TASK
Your answer should be one number: how many lines of the data include the string "BindingError"?

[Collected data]
•••
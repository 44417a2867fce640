use std::fmt;

use crate::bind::BindingError;
use crate::validator::ValidationError;

/// Errors produced anywhere in the toolkit.
///
/// The taxonomy separates recoverable rejections from programming errors:
///
/// - [`Error::Validation`]: input was rejected; the caller re-prompts or
///   discards. Recoverable.
/// - [`Error::Policy`]: a sanitizer/validator policy or query template is
///   malformed. This is a construction-time programming error and never
///   reaches end users.
/// - [`Error::Binding`]: a bind call failed before any execution
///   collaborator was invoked, so a partially-bound query can never run.
///   Recoverable.
#[derive(Debug, Clone, PartialEq, Eq)]
pub enum Error {
    /// Input rejected by a [`ValidationPolicy`](crate::ValidationPolicy) check.
    Validation(ValidationError),
    /// Malformed policy or template, detected at construction time.
    Policy(PolicyError),
    /// Placeholder/value mismatch detected during binding.
    Binding(BindingError),
}

impl fmt::Display for Error {
    fn fmt(&self, f: &mut fmt::Formatter<'_>) -> fmt::Result {
        match self {
            Error::Validation(e) => write!(f, "validation failed: {}", e),
            Error::Policy(e) => write!(f, "policy error: {}", e),
            Error::Binding(e) => write!(f, "binding failed: {}", e),
        }
    }
}

impl std::error::Error for Error {}

impl From<ValidationError> for Error {
    fn from(e: ValidationError) -> Self {
        Error::Validation(e)
    }
}

impl From<PolicyError> for Error {
    fn from(e: PolicyError) -> Self {
        Error::Policy(e)
    }
}

impl From<BindingError> for Error {
    fn from(e: BindingError) -> Self {
        Error::Binding(e)
    }
}

/// A malformed or unusable policy/template, detected at construction time.
///
/// Policy errors are caller programming errors, not data errors: they are
/// surfaced once when the policy object is built and must never be shown
/// to end users. Every constructor in this crate returns `Result<_,
/// PolicyError>` rather than panicking, so a misconfigured service fails
/// at startup instead of at request time.
///
/// # Examples
///
/// ```
/// use sink_guard::{PolicyError, PolicyErrorKind, ValidationPolicy};
///
/// let err = ValidationPolicy::builder()
///     .max_length(0)
///     .charset("[a-z]")
///     .build()
///     .unwrap_err();
/// assert_eq!(err.kind(), PolicyErrorKind::EmptyPolicy);
/// ```
#[derive(Debug, Clone, PartialEq, Eq)]
pub struct PolicyError {
    kind: PolicyErrorKind,
    message: String,
}

impl PolicyError {
    /// Creates a new policy error.
    pub(crate) fn new(kind: PolicyErrorKind, message: impl Into<String>) -> Self {
        Self {
            kind,
            message: message.into(),
        }
    }

    /// Returns the error kind.
    pub fn kind(&self) -> PolicyErrorKind {
        self.kind
    }

    /// Returns the error message.
    pub fn message(&self) -> &str {
        &self.message
    }
}

impl fmt::Display for PolicyError {
    fn fmt(&self, f: &mut fmt::Formatter<'_>) -> fmt::Result {
        write!(f, "{}: {}", self.kind, self.message)
    }
}

impl std::error::Error for PolicyError {}

/// Kind of policy construction error.
#[derive(Debug, Clone, Copy, PartialEq, Eq)]
pub enum PolicyErrorKind {
    /// The charset allow-list pattern failed to compile.
    InvalidCharset,
    /// The policy admits nothing (zero max length, empty allow-list entry).
    EmptyPolicy,
    /// A query template is malformed (empty or duplicate placeholder name).
    InvalidTemplate,
    /// An element or attribute name in an allow-list is not a valid name.
    InvalidName,
}

impl fmt::Display for PolicyErrorKind {
    fn fmt(&self, f: &mut fmt::Formatter<'_>) -> fmt::Result {
        match self {
            Self::InvalidCharset => write!(f, "invalid charset pattern"),
            Self::EmptyPolicy => write!(f, "policy admits nothing"),
            Self::InvalidTemplate => write!(f, "invalid template"),
            Self::InvalidName => write!(f, "invalid name"),
        }
    }
}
•••
RESPONSE FOR THIS EXERCISE
4